→ **What is required**: The answer is a stretch of the material below, returned exactly: the line containing "(directory backend only).", the line containing "fn format_size(bytes: u64)", and all lines between.

→ **Supplied entries**:
+++

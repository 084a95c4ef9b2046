//! Inspect command implementation.

use crate::manifest::{CacheManifest, CliResult, COORDINATES};
use geostore_core::ImportSnapshot;
use geostore_storage::MemoryKind;
use serde::Serialize;
use std::path::Path;

/// Cache inspection result.
#[derive(Debug, Serialize)]
pub struct InspectResult {
    /// Cache directory.
    pub path: String,
    /// Memory backend.
    pub memory: MemoryKind,
    /// Segment size in bytes.
    pub segment_size: usize,
    /// Bytes persisted by the coordinate map.
    pub allocated_bytes: u64,
    /// High-water mark of the coordinate map.
    pub coordinates: u64,
    /// Counters recorded by the load.
    pub stats: ImportSnapshot,
    /// Segment files on disk (directory backend only).
    #[serde(skip_serializing_if = "Option::is_none")]
    pub segments: Option<Vec<u32>>,
}

/// Runs the inspect command.
pub fn run(path: &Path, show_segments: bool) -> CliResult<InspectResult> {
    let manifest = CacheManifest::read(path)?;
    let memory = manifest.config.memory(COORDINATES)?;

    let segments = match &memory {
        geostore_storage::Memory::MappedDirectory(directory) if show_segments => {
            Some(directory.persisted_segments()?)
        }
        _ => None,
    };
    let result = InspectResult {
        path: path.display().to_string(),
        memory: memory.kind(),
        segment_size: memory.segment_size(),
        allocated_bytes: memory.allocated_bytes(),
        coordinates: manifest.coordinates,
        stats: manifest.stats,
        segments,
    };
    memory.close()?;
    Ok(result)
}

/// Prints the result as text or JSON.
pub fn print(result: &InspectResult, format: &str) -> CliResult<()> {
    if format == "json" {
        println!("{}", serde_json::to_string_pretty(result)?);
        return Ok(());
    }

    println!("geostore cache inspection");
    println!("=========================");
    println!();
    println!("Path:   {}", result.path);
    println!("Memory: {:?}", result.memory);
    println!();
    println!("Storage:");
    println!("  Segment size:  {}", format_size(result.segment_size as u64));
    println!("  Allocated:     {}", format_size(result.allocated_bytes));
    println!();
    println!("Coordinates:");
    println!("  High-water mark: {}", result.coordinates);
    println!("  Entries loaded:  {}", result.stats.entries_written);
    println!("  Batches:         {}", result.stats.batches_flushed);

    if let Some(segments) = &result.segments {
        println!();
        println!("Segment files: {segments:?}");
    }
    Ok(())
}

fn format_size(bytes: u64) -> String {
    if bytes < 1024 {
        format!("{bytes} bytes")
    } else if bytes < 1024 * 1024 {
        format!("{:.1} KB", bytes as f64 / 1024.0)
    } else if bytes < 1024 * 1024 * 1024 {
        format!("{:.1} MB", bytes as f64 / (1024.0 * 1024.0))
    } else {
        format!("{:.1} GB", bytes as f64 / (1024.0 * 1024.0 * 1024.0))
    }
}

+++

→ **Output of the exercise**:
    /// Segment files on disk (directory backend only).
    #[serde(skip_serializing_if = "Option::is_none")]
    pub segments: Option<Vec<u32>>,
}

/// Runs the inspect command.
pub fn run(path: &Path, show_segments: bool) -> CliResult<InspectResult> {
    let manifest = CacheManifest::read(path)?;
    let memory = manifest.config.memory(COORDINATES)?;

    let segments = match &memory {
        geostore_storage::Memory::MappedDirectory(directory) if show_segments => {
            Some(directory.persisted_segments()?)
        }
        _ => None,
    };
    let result = InspectResult {
        path: path.display().to_string(),
        memory: memory.kind(),
        segment_size: memory.segment_size(),
        allocated_bytes: memory.allocated_bytes(),
        coordinates: manifest.coordinates,
        stats: manifest.stats,
        segments,
    };
    memory.close()?;
    Ok(result)
}

/// Prints the result as text or JSON.
pub fn print(result: &InspectResult, format: &str) -> CliResult<()> {
    if format == "json" {
        println!("{}", serde_json::to_string_pretty(result)?);
        return Ok(());
    }

    println!("geostore cache inspection");
    println!("=========================");
    println!();
    println!("Path:   {}", result.path);
    println!("Memory: {:?}", result.memory);
    println!();
    println!("Storage:");
    println!("  Segment size:  {}", format_size(result.segment_size as u64));
    println!("  Allocated:     {}", format_size(result.allocated_bytes));
    println!();
    println!("Coordinates:");
    println!("  High-water mark: {}", result.coordinates);
    println!("  Entries loaded:  {}", result.stats.entries_written);
    println!("  Batches:         {}", result.stats.batches_flushed);

    if let Some(segments) = &result.segments {
        println!();
        println!("Segment files: {segments:?}");
    }
    Ok(())
}

fn format_size(bytes: u64) -> String {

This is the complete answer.